Daniel Ritchie of New Geneva argues that Kinism contradicts Chapter 24 of the Westminster Confession. This is a pleasant surprise. I could count on one hand the number of men who have even attempted flailing rebuttals of Kinism, so Ritchie should be recognized for his contribution to the debate.
In response, there are a few things we need to make clear straight away, and these should come as no surprise.
1) We have always sought to justify the opinions of our Christian forefathers, who almost without exception agreed with us on miscegenation and social relations, using Scripture alone.
2) We agree, with very minor reservations, that the Westminster Confession of Faith is the finest encapsulation of Christian doctrine ever produced, and as a confession, it roots every word in Scripture.
3) Here comes the “but.” But we absolutely reject the idea that the WCF or any other confession is designed to extract from the Bible everything that needs to be said about every matter of importance.
With these in mind, here is the passage that allegedly contradicts what was believed to be true by every Christian who ever lived prior to 1950:
III. It is lawful for all sorts of people to marry, who are able with judgment to give their consent. Yet it is the duty of Christians to marry only in the Lord. And therefore such as profess the true reformed religion should not marry with infidels, papists, or other idolaters: neither should such as are godly be unequally yoked, by marrying with such as are notoriously wicked in their life, or maintain damnable heresies.
IV. Marriage ought not to be within the degrees of consanguinity or affinity forbidden by the Word. Nor can such incestuous marriages ever be made lawful by any law of man or consent of parties, so as those persons may live together as man and wife.

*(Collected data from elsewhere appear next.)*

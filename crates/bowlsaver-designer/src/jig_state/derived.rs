//! Derived state: dimensions, tailstock reach and the entry point.
//!
//! Every value here is recomputed from the current pose alone; nothing
//! remembers a previous pass.

use bowlsaver_core::geometry::{intersect_horizontal, intersect_vertical};

use super::JigState;
use crate::readout::{Dimension, EntryPoint};

/// The lathe centerline.
const CENTERLINE_Y: f64 = 0.0;

impl JigState {
    /// Runs one full pass over the derived state.
    pub fn recompute(&mut self) {
        self.update_dimensions();
        self.tailstock_reachable = self.check_tailstock_reach();
        self.entry_point = self.find_entry_point();
        self.revision += 1;

        tracing::debug!(
            revision = self.revision,
            x = self.cut.center.x,
            y = self.cut.center.y,
            rotation = self.cut.rotation,
            radius = self.cut.radius,
            tailstock_reachable = self.tailstock_reachable,
            entry_point = self.entry_point.is_some(),
            "jig state recomputed"
        );
    }

    /// Edge distance and centerline offset are only meaningful while the
    /// cutter's leftmost edge is inside the workpiece.
    fn update_dimensions(&mut self) {
        let leftmost = self.cut.leftmost_x();
        let visible = self.geometry.workpiece.spans_x(leftmost);

        let edge = leftmost;
        let offset = self.cut.center.y - CENTERLINE_Y;

        self.edge_distance = if visible {
            Dimension::shown(edge)
        } else {
            Dimension::hidden(edge)
        };
        self.centerline_offset = if visible {
            Dimension::shown(offset)
        } else {
            Dimension::hidden(offset)
        };
    }

    /// The tailstock can be set iff its range arc crosses the centerline.
    fn check_tailstock_reach(&self) -> bool {
        !intersect_horizontal(&self.tailstock_arc(), CENTERLINE_Y).is_empty()
    }

    /// Where the kerf-offset blade crosses the front face.
    ///
    /// Two crossings are ambiguous and hide the measurement rather than
    /// picking one.
    fn find_entry_point(&self) -> Option<EntryPoint> {
        if !self.cut.is_committable() {
            return None;
        }

        let workpiece = &self.geometry.workpiece;
        let hits = intersect_vertical(&self.cutter_arc(), workpiece.front_face_x());
        if hits.len() != 1 {
            if hits.len() > 1 {
                tracing::trace!(count = hits.len(), "ambiguous entry point suppressed");
            }
            return None;
        }

        let point = hits[0];
        let half_height = workpiece.half_height();
        let distance = half_height - point.y;
        (distance > 0.0 && distance < half_height).then_some(EntryPoint { point, distance })
    }
}
//! # Bowlsaver
//!
//! Geometry solver for a lathe bowl-saver jig: a pivoting cutter arm that
//! carves a ring-shaped cut into a turning blank.
//!
//! ## Architecture
//!
//! Bowlsaver is organized as a workspace with multiple crates:
//!
//! 1. **bowlsaver-core** - Angle/vector primitives, arc membership, line–arc intersection
//! 2. **bowlsaver-designer** - Cut model, history, jig geometry and derived state
//! 3. **bowlsaver-settings** - Jig configuration files
//! 4. **bowlsaver** - This facade plus the command-line front end
//!
//! ## Features
//!
//! - **Live arc filtering**: only intersections on the swept part of an arc count
//! - **Tailstock reach**: whether the support arc can still meet the centerline
//! - **Entry point**: where the kerf-offset blade path crosses the front face
//! - **Cut history**: commit placements and re-select one to edit

pub mod types;

pub use bowlsaver_core::{geometry, Error, GeometryError, Result};
pub use bowlsaver_core::{
    compute_intersections, is_angle_between, is_angle_within_arc, normalize_angle, Arc,
    ArcOutline, Intersections, Line, Vector,
};

pub use bowlsaver_designer::{
    Cut, CutHistory, CutterGeometry, Dimension, EntryPoint, JigGeometry, JigReadout, JigState,
    TailstockGeometry, Workpiece,
};

pub use bowlsaver_settings::{Config, ConfigError, CutterSettings, InitialPose, SettingsError};

pub use types::{CliOptions, USAGE};

/// Library version
pub const VERSION: &str = env!("CARGO_PKG_VERSION");

/// Build date (set at compile time)
pub const BUILD_DATE: &str = env!("BUILD_DATE");

/// Initialize logging with the default configuration
///
/// Sets up structured logging with:
/// - Output on stderr so stdout stays machine-readable
/// - RUST_LOG environment variable support (defaults to `warn`)
/// - JSON lines instead of text when `BOWLSAVER_LOG_JSON` is set
pub fn init_logging() -> anyhow::Result<()> {
    use tracing_subscriber::fmt;
    use tracing_subscriber::prelude::*;
    use tracing_subscriber::EnvFilter;

    let env_filter = EnvFilter::try_from_default_env().unwrap_or_else(|_| EnvFilter::new("warn"));

    if std::env::var_os("BOWLSAVER_LOG_JSON").is_some() {
        let json_layer = fmt::layer()
            .json()
            .with_writer(std::io::stderr)
            .with_target(true)
            .with_line_number(true);

        tracing_subscriber::registry()
            .with(env_filter)
            .with(json_layer)
            .try_init()?;
    } else {
        let fmt_layer = fmt::layer()
            .with_writer(std::io::stderr)
            .with_target(true)
            .with_level(true)
            .with_line_number(true);

        tracing_subscriber::registry()
            .with(env_filter)
            .with(fmt_layer)
            .try_init()?;
    }

    Ok(())
}
//! Angle conversion, normalization and angular-range membership.
//!
//! Angles are plain `f64` degrees. Rotations accumulate without bound while
//! the cutter is dragged, so every comparison goes through
//! [`normalize_angle`] first: -30° and 330° are the same direction.

use std::f64::consts::PI;

/// Degrees in one full turn.
pub const FULL_TURN: f64 = 360.0;

pub fn degrees_to_radians(degrees: f64) -> f64 {
    degrees * PI / 180.0
}

pub fn radians_to_degrees(radians: f64) -> f64 {
    radians * 180.0 / PI
}

/// Maps any finite angle into `[0, 360)`.
///
/// Idempotent, and `normalize_angle(a) == normalize_angle(a + 360k)` for any
/// integer `k`. NaN and infinities propagate as NaN.
pub fn normalize_angle(degrees: f64) -> f64 {
    let rem = degrees % FULL_TURN;
    let wrapped = if rem < 0.0 { rem + FULL_TURN } else { rem };
    // A tiny negative remainder can round up to a full turn
    if wrapped >= FULL_TURN {
        0.0
    } else {
        wrapped
    }
}

/// Degrees subtended by an arc of `length` on a circle of `radius`.
///
/// A zero radius yields an infinite or NaN angle; callers guard against it.
pub fn angle_from_arc_length(radius: f64, length: f64) -> f64 {
    (length / radius) * (180.0 / PI)
}

/// Whether `angle` lies on the arc running counter-clockwise from `start`
/// to `end`, boundaries included.
///
/// All three inputs are normalized first. When `start > end` after
/// normalization the range crosses the 0°/360° seam and membership becomes
/// `angle >= start || angle <= end`.
pub fn is_angle_between(angle: f64, start: f64, end: f64) -> bool {
    let angle = normalize_angle(angle);
    let start = normalize_angle(start);
    let end = normalize_angle(end);

    if start <= end {
        angle >= start && angle <= end
    } else {
        angle >= start || angle <= end
    }
}

/// Presentation-facing name for [`is_angle_between`].
pub fn is_angle_within_arc(angle: f64, start: f64, end: f64) -> bool {
    is_angle_between(angle, start, end)
}
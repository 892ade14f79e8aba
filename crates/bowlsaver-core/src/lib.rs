//! # Bowlsaver Core
//!
//! Geometry primitives and the line–arc solver behind the bowl-saver jig.
//!
//! - **Angles**: degree/radian conversion, normalization to `[0, 360)`, and
//!   angular-range membership that handles spans crossing the 0° seam
//! - **Vectors**: immutable 2D values with both polar conventions spelled out
//! - **Arcs**: circle segments; intersections are filtered to the live span
//! - **Intersection**: vertical, horizontal and sloped lines against an arc
//!
//! ```rust
//! use bowlsaver_core::geometry::{compute_intersections, Arc, Line, Vector};
//!
//! let arc = Arc::new(Vector::ZERO, 10.0, 0.0, 90.0);
//! let hits = compute_intersections(&arc, &Line::Horizontal { y: 0.0 });
//! assert_eq!(hits.len(), 1);
//! ```

pub mod error;
pub mod geometry;

pub use error::{Error, GeometryError, Result};

pub use geometry::{
    compute_intersections, is_angle_between, is_angle_within_arc, normalize_angle, Arc,
    ArcOutline, Intersections, Line, Vector,
};
//! Jig state manager for UI integration.
//!
//! Owns the live cut, the committed history and every derived flag. Pose
//! changes mutate the live cut in place and then run one full recompute, so
//! the readout is always consistent with the pose. Observers hold no
//! references into the state; they re-read it and compare
//! [`JigState::revision`].
//!
//! This module is split into submodules:
//! - `pose`: move, rotate, resize and external inputs
//! - `derived`: tailstock reach, entry point and dimensions
//! - `history`: commit and select cuts

mod derived;
mod history;
mod pose;

use bowlsaver_core::{Arc, ArcOutline, Vector};

use crate::jig::JigGeometry;
use crate::model::{Cut, CutHistory};
use crate::readout::{Dimension, EntryPoint, JigReadout};

/// Jig state for UI integration
#[derive(Debug, Clone)]
pub struct JigState {
    geometry: JigGeometry,
    cut: Cut,
    history: CutHistory,
    revision: u64,
    tailstock_reachable: bool,
    entry_point: Option<EntryPoint>,
    edge_distance: Dimension,
    centerline_offset: Dimension,
}

impl JigState {
    /// Creates a state with a zeroed live cut.
    pub fn new(geometry: JigGeometry) -> Self {
        let mut state = Self {
            geometry,
            cut: Cut::default(),
            history: CutHistory::new(),
            revision: 0,
            tailstock_reachable: false,
            entry_point: None,
            edge_distance: Dimension::default(),
            centerline_offset: Dimension::default(),
        };
        state.recompute();
        state
    }

    pub fn geometry(&self) -> &JigGeometry {
        &self.geometry
    }

    /// The live cut.
    pub fn cut(&self) -> &Cut {
        &self.cut
    }

    pub fn history(&self) -> &CutHistory {
        &self.history
    }

    /// Bumped on every recompute.
    pub fn revision(&self) -> u64 {
        self.revision
    }

    pub fn tailstock_reachable(&self) -> bool {
        self.tailstock_reachable
    }

    pub fn entry_point(&self) -> Option<EntryPoint> {
        self.entry_point
    }

    pub fn edge_distance(&self) -> Dimension {
        self.edge_distance
    }

    pub fn centerline_offset(&self) -> Dimension {
        self.centerline_offset
    }

    pub fn readout(&self) -> JigReadout {
        JigReadout {
            revision: self.revision,
            tailstock_reachable: self.tailstock_reachable,
            entry_point: self.entry_point,
            edge_distance: self.edge_distance,
            centerline_offset: self.centerline_offset,
        }
    }

    /// Kerf-offset blade arc at the current pose.
    pub fn cutter_arc(&self) -> Arc {
        self.geometry
            .cutter
            .kerf_arc(&self.cut, self.geometry.kerf_width)
    }

    /// Tailstock range arc at the current pose.
    pub fn tailstock_arc(&self) -> Arc {
        self.geometry.tailstock.range_arc(&self.cut)
    }

    /// Blade arc (no kerf offset) as a renderer strokes it.
    pub fn cutter_outline(&self) -> ArcOutline {
        let (start, end) = self.geometry.cutter.span_at(self.cut.rotation);
        drawing_outline(self.cut.center, self.cut.radius, start, end)
    }

    pub fn tailstock_outline(&self) -> ArcOutline {
        let arc = self.tailstock_arc();
        drawing_outline(arc.center, arc.radius, arc.start_angle, arc.end_angle)
    }
}

/// Drawing angles sit a quarter turn ahead of math angles for the same point.
fn drawing_outline(center: Vector, radius: f64, start: f64, end: f64) -> ArcOutline {
    ArcOutline::drawing(center, radius, start + 90.0, end + 90.0)
}

impl Default for JigState {
    fn default() -> Self {
        Self::new(JigGeometry::default())
    }
}
use serde::{Deserialize, Serialize};

use super::Cut;

/// Committed cuts in commit order. Order is the display and selection order.
#[derive(Debug, Clone, Default, PartialEq, Serialize, Deserialize)]
pub struct CutHistory {
    cuts: Vec<Cut>,
}

impl CutHistory {
    pub fn new() -> Self {
        Self::default()
    }

    /// Appends a snapshot of `cut` and returns its index.
    pub fn push(&mut self, cut: &Cut) -> usize {
        self.cuts.push(cut.snapshot());
        self.cuts.len() - 1
    }

    /// Removes and returns the entry at `index`, shifting later entries down.
    pub fn take(&mut self, index: usize) -> Option<Cut> {
        if index < self.cuts.len() {
            Some(self.cuts.remove(index))
        } else {
            None
        }
    }

    pub fn get(&self, index: usize) -> Option<&Cut> {
        self.cuts.get(index)
    }

    pub fn len(&self) -> usize {
        self.cuts.len()
    }

    pub fn is_empty(&self) -> bool {
        self.cuts.is_empty()
    }

    pub fn clear(&mut self) {
        self.cuts.clear();
    }

    pub fn iter(&self) -> impl Iterator<Item = &Cut> {
        self.cuts.iter()
    }

    pub fn as_slice(&self) -> &[Cut] {
        &self.cuts
    }
}
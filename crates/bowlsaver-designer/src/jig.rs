//! Fixed mechanical description of the jig.
//!
//! Angles are in the math convention (0° on +x, counter-clockwise) and are
//! measured about the cutter pivot. Each moving arc sweeps
//! `inherent_rotation + rotation .. + arc_angle`.

use serde::{Deserialize, Serialize};

use bowlsaver_core::{Arc, GeometryError, Result};

use crate::model::{Cut, Workpiece};

/// Blade arc carried by the cutter arm.
#[derive(Debug, Clone, Copy, PartialEq, Serialize, Deserialize)]
#[serde(default)]
pub struct CutterGeometry {
    pub inherent_rotation: f64,
    pub arc_angle: f64,
}

impl CutterGeometry {
    /// Absolute `(start, end)` of the blade for an arm at `rotation`.
    pub fn span_at(&self, rotation: f64) -> (f64, f64) {
        let start = self.inherent_rotation + rotation;
        (start, start + self.arc_angle)
    }

    /// Path of the kerf's outer edge: the cut radius grown by half the kerf.
    pub fn kerf_arc(&self, cut: &Cut, kerf_width: f64) -> Arc {
        let (start, end) = self.span_at(cut.rotation);
        Arc::new(cut.center, cut.radius + kerf_width / 2.0, start, end)
    }
}

impl Default for CutterGeometry {
    fn default() -> Self {
        Self {
            inherent_rotation: 90.0,
            arc_angle: 90.0,
        }
    }
}

/// Range over which the tailstock support can be clamped, on a fixed
/// radius around the cutter pivot.
#[derive(Debug, Clone, Copy, PartialEq, Serialize, Deserialize)]
#[serde(default)]
pub struct TailstockGeometry {
    pub radius: f64,
    pub inherent_rotation: f64,
    pub arc_angle: f64,
}

impl TailstockGeometry {
    pub fn span_at(&self, rotation: f64) -> (f64, f64) {
        let start = self.inherent_rotation + rotation;
        (start, start + self.arc_angle)
    }

    pub fn range_arc(&self, cut: &Cut) -> Arc {
        let (start, end) = self.span_at(cut.rotation);
        Arc::new(cut.center, self.radius, start, end)
    }
}

impl Default for TailstockGeometry {
    fn default() -> Self {
        Self {
            radius: 120.0,
            inherent_rotation: 180.0,
            arc_angle: 60.0,
        }
    }
}

/// Everything about the setup that does not change while the arm is dragged.
#[derive(Debug, Clone, Copy, PartialEq, Serialize, Deserialize)]
pub struct JigGeometry {
    pub cutter: CutterGeometry,
    pub tailstock: TailstockGeometry,
    pub kerf_width: f64,
    pub workpiece: Workpiece,
}

impl JigGeometry {
    pub const DEFAULT_KERF_WIDTH: f64 = 3.0;

    pub fn new(workpiece: Workpiece) -> Self {
        Self {
            workpiece,
            ..Self::default()
        }
    }

    /// Rejects setups no physical jig can have.
    pub fn validate(&self) -> Result<()> {
        GeometryError::check_positive("workpiece width", self.workpiece.width)?;
        GeometryError::check_positive("workpiece height", self.workpiece.height)?;
        GeometryError::check_positive("tailstock radius", self.tailstock.radius)?;
        GeometryError::check_finite("cutter inherent rotation", self.cutter.inherent_rotation)?;
        GeometryError::check_finite(
            "tailstock inherent rotation",
            self.tailstock.inherent_rotation,
        )?;

        if !self.kerf_width.is_finite() || self.kerf_width < 0.0 {
            return Err(GeometryError::NonPositive {
                name: "kerf width".to_string(),
                value: self.kerf_width,
            }
            .into());
        }

        for span in [self.cutter.arc_angle, self.tailstock.arc_angle] {
            if !(0.0..=360.0).contains(&span) {
                return Err(GeometryError::InvalidSpan { span }.into());
            }
        }
        Ok(())
    }
}

impl Default for JigGeometry {
    fn default() -> Self {
        Self {
            cutter: CutterGeometry::default(),
            tailstock: TailstockGeometry::default(),
            kerf_width: Self::DEFAULT_KERF_WIDTH,
            workpiece: Workpiece::default(),
        }
    }
}
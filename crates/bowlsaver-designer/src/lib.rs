//! # Bowlsaver Designer
//!
//! Cutter pose and feasibility state for the bowl-saver jig.
//!
//! ## Core Components
//!
//! - **Model**: the live cut, committed cut history and workpiece extent
//! - **Jig geometry**: blade and tailstock arcs, kerf width
//! - **Jig state**: applies pose changes and recomputes the derived readout
//!
//! ## Architecture
//!
//! ```text
//! pose change (move / rotate / resize / select)
//!   └── JigState::recompute
//!         ├── dimensions (edge distance, centerline offset)
//!         ├── tailstock arc ∩ centerline  → tailstock_reachable
//!         └── kerf arc ∩ front face       → entry point
//! ```
//!
//! ## Usage
//!
//! ```rust
//! use bowlsaver_core::Vector;
//! use bowlsaver_designer::JigState;
//!
//! let mut state = JigState::default();
//! state.set_radius(90.0);
//! state.move_to(Vector::new(150.0, 20.0));
//! assert!(state.entry_point().is_some());
//! ```

pub mod jig;
pub mod jig_state;
pub mod model;
pub mod readout;

pub use jig::{CutterGeometry, JigGeometry, TailstockGeometry};
pub use jig_state::JigState;
pub use model::{Cut, CutHistory, Workpiece};
pub use readout::{Dimension, EntryPoint, JigReadout};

There is no dispute over part 4, where “the degrees of consanguinity” refer to incest. The dispute is over Ritchie’s interpretation of part 3, especially when read in the context of part 4. Notice the general words “or affinity forbidden by the Word.” Is it really acceptable for all Christians to intermarry, as long as the relationships are not prohibited by Leviticus 18? Clearly not. There are many good reasons for forbidding marriages between old men and young girls, between those of radically different stature or temperament or class, or others who are dissimilar.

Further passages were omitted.